(Extracted records)
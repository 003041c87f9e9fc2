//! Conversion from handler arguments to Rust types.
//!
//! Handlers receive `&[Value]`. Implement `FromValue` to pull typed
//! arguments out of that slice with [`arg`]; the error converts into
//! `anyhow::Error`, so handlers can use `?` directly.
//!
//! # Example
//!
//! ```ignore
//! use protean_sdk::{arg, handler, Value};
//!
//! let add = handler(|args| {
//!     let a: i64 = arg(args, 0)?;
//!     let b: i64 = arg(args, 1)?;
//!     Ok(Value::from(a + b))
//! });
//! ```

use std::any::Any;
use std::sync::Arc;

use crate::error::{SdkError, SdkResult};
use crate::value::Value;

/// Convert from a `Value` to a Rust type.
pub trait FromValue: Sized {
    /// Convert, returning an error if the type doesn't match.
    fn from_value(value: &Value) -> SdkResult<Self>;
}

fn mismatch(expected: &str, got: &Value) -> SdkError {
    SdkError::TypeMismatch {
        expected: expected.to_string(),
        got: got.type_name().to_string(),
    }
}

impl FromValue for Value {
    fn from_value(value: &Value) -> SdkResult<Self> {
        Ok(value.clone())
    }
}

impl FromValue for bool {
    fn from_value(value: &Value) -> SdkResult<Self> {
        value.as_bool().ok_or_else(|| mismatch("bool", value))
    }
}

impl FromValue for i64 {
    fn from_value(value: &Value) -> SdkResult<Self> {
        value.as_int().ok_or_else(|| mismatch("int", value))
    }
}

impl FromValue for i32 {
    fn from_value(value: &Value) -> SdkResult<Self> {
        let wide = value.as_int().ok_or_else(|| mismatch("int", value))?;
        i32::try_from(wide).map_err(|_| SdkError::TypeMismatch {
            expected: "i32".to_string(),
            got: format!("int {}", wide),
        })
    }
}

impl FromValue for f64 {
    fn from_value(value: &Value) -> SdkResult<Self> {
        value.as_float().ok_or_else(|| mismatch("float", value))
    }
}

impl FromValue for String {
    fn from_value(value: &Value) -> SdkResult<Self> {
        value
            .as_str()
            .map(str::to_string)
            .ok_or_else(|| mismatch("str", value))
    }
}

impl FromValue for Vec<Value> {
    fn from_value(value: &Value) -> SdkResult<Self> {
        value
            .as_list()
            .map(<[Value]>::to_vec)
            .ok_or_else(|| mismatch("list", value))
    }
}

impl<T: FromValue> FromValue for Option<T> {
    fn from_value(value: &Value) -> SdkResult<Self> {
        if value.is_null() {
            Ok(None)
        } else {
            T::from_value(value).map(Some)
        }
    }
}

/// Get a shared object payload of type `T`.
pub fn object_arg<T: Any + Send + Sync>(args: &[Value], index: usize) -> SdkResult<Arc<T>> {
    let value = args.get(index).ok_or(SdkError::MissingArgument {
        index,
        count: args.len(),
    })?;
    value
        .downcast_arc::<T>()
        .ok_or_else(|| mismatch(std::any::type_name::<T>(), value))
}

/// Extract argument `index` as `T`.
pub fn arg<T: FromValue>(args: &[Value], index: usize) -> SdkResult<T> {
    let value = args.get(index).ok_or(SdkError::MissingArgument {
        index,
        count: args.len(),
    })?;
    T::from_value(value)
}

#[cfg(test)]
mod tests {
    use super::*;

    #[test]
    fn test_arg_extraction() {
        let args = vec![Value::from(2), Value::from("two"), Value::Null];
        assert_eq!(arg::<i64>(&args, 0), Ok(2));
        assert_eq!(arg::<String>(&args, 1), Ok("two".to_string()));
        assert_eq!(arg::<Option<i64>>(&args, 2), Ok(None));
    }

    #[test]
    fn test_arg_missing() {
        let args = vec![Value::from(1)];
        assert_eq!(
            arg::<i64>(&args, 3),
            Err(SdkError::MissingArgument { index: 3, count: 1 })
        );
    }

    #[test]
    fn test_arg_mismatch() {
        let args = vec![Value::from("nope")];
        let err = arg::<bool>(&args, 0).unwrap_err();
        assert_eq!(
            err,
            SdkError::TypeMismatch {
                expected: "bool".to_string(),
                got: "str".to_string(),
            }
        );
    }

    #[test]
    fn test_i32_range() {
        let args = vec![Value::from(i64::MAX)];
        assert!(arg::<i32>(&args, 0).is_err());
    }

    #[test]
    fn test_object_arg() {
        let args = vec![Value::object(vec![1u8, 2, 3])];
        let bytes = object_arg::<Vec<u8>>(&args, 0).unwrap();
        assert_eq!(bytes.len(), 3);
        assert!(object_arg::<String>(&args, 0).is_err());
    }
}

== Exercise aim ==
All of the entries above need to be printed again exactly.

== Problem solution ==
repository 003041c87f9e9fc2
//! Conversion from handler arguments to Rust types.
//!
//! Handlers receive `&[Value]`. Implement `FromValue` to pull typed
//! arguments out of that slice with [`arg`]; the error converts into
//! `anyhow::Error`, so handlers can use `?` directly.
//!
//! # Example
//!
//! ```ignore
//! use protean_sdk::{arg, handler, Value};
//!
//! let add = handler(|args| {
//!     let a: i64 = arg(args, 0)?;
//!     let b: i64 = arg(args, 1)?;
//!     Ok(Value::from(a + b))
//! });
//! ```

use std::any::Any;
use std::sync::Arc;

use crate::error::{SdkError, SdkResult};
use crate::value::Value;

/// Convert from a `Value` to a Rust type.
pub trait FromValue: Sized {
    /// Convert, returning an error if the type doesn't match.
    fn from_value(value: &Value) -> SdkResult<Self>;
}

fn mismatch(expected: &str, got: &Value) -> SdkError {
    SdkError::TypeMismatch {
        expected: expected.to_string(),
        got: got.type_name().to_string(),
    }
}

impl FromValue for Value {
    fn from_value(value: &Value) -> SdkResult<Self> {
        Ok(value.clone())
    }
}

impl FromValue for bool {
    fn from_value(value: &Value) -> SdkResult<Self> {
        value.as_bool().ok_or_else(|| mismatch("bool", value))
    }
}

impl FromValue for i64 {
    fn from_value(value: &Value) -> SdkResult<Self> {
        value.as_int().ok_or_else(|| mismatch("int", value))
    }
}

impl FromValue for i32 {
    fn from_value(value: &Value) -> SdkResult<Self> {
        let wide = value.as_int().ok_or_else(|| mismatch("int", value))?;
        i32::try_from(wide).map_err(|_| SdkError::TypeMismatch {
            expected: "i32".to_string(),
            got: format!("int {}", wide),
        })
    }
}

impl FromValue for f64 {
    fn from_value(value: &Value) -> SdkResult<Self> {
        value.as_float().ok_or_else(|| mismatch("float", value))
    }
}

impl FromValue for String {
    fn from_value(value: &Value) -> SdkResult<Self> {
        value
            .as_str()
            .map(str::to_string)
            .ok_or_else(|| mismatch("str", value))
    }
}

impl FromValue for Vec<Value> {
    fn from_value(value: &Value) -> SdkResult<Self> {
        value
            .as_list()
            .map(<[Value]>::to_vec)
            .ok_or_else(|| mismatch("list", value))
    }
}

impl<T: FromValue> FromValue for Option<T> {
    fn from_value(value: &Value) -> SdkResult<Self> {
        if value.is_null() {
            Ok(None)
        } else {
            T::from_value(value).map(Some)
        }
    }
}

/// Get a shared object payload of type `T`.
pub fn object_arg<T: Any + Send + Sync>(args: &[Value], index: usize) -> SdkResult<Arc<T>> {
    let value = args.get(index).ok_or(SdkError::MissingArgument {
        index,
        count: args.len(),
    })?;
    value
        .downcast_arc::<T>()
        .ok_or_else(|| mismatch(std::any::type_name::<T>(), value))
}

/// Extract argument `index` as `T`.
pub fn arg<T: FromValue>(args: &[Value], index: usize) -> SdkResult<T> {
    let value = args.get(index).ok_or(SdkError::MissingArgument {
        index,
        count: args.len(),
    })?;
    T::from_value(value)
}

#[cfg(test)]
mod tests {
    use super::*;

    #[test]
    fn test_arg_extraction() {
        let args = vec![Value::from(2), Value::from("two"), Value::Null];
        assert_eq!(arg::<i64>(&args, 0), Ok(2));
        assert_eq!(arg::<String>(&args, 1), Ok("two".to_string()));
        assert_eq!(arg::<Option<i64>>(&args, 2), Ok(None));
    }

    #[test]
    fn test_arg_missing() {
        let args = vec![Value::from(1)];
        assert_eq!(
            arg::<i64>(&args, 3),
            Err(SdkError::MissingArgument { index: 3, count: 1 })
        );
    }

    #[test]
    fn test_arg_mismatch() {
        let args = vec![Value::from("nope")];
        let err = arg::<bool>(&args, 0).unwrap_err();
        assert_eq!(
            err,
            SdkError::TypeMismatch {
                expected: "bool".to_string(),
                got: "str".to_string(),
            }
        );
    }

    #[test]
    fn test_i32_range() {
        let args = vec![Value::from(i64::MAX)];
        assert!(arg::<i32>(&args, 0).is_err());
    }

    #[test]
    fn test_object_arg() {
        let args = vec![Value::object(vec![1u8, 2, 3])];
        let bytes = object_arg::<Vec<u8>>(&args, 0).unwrap();
        assert_eq!(bytes.len(), 3);
        assert!(object_arg::<String>(&args, 0).is_err());
    }
}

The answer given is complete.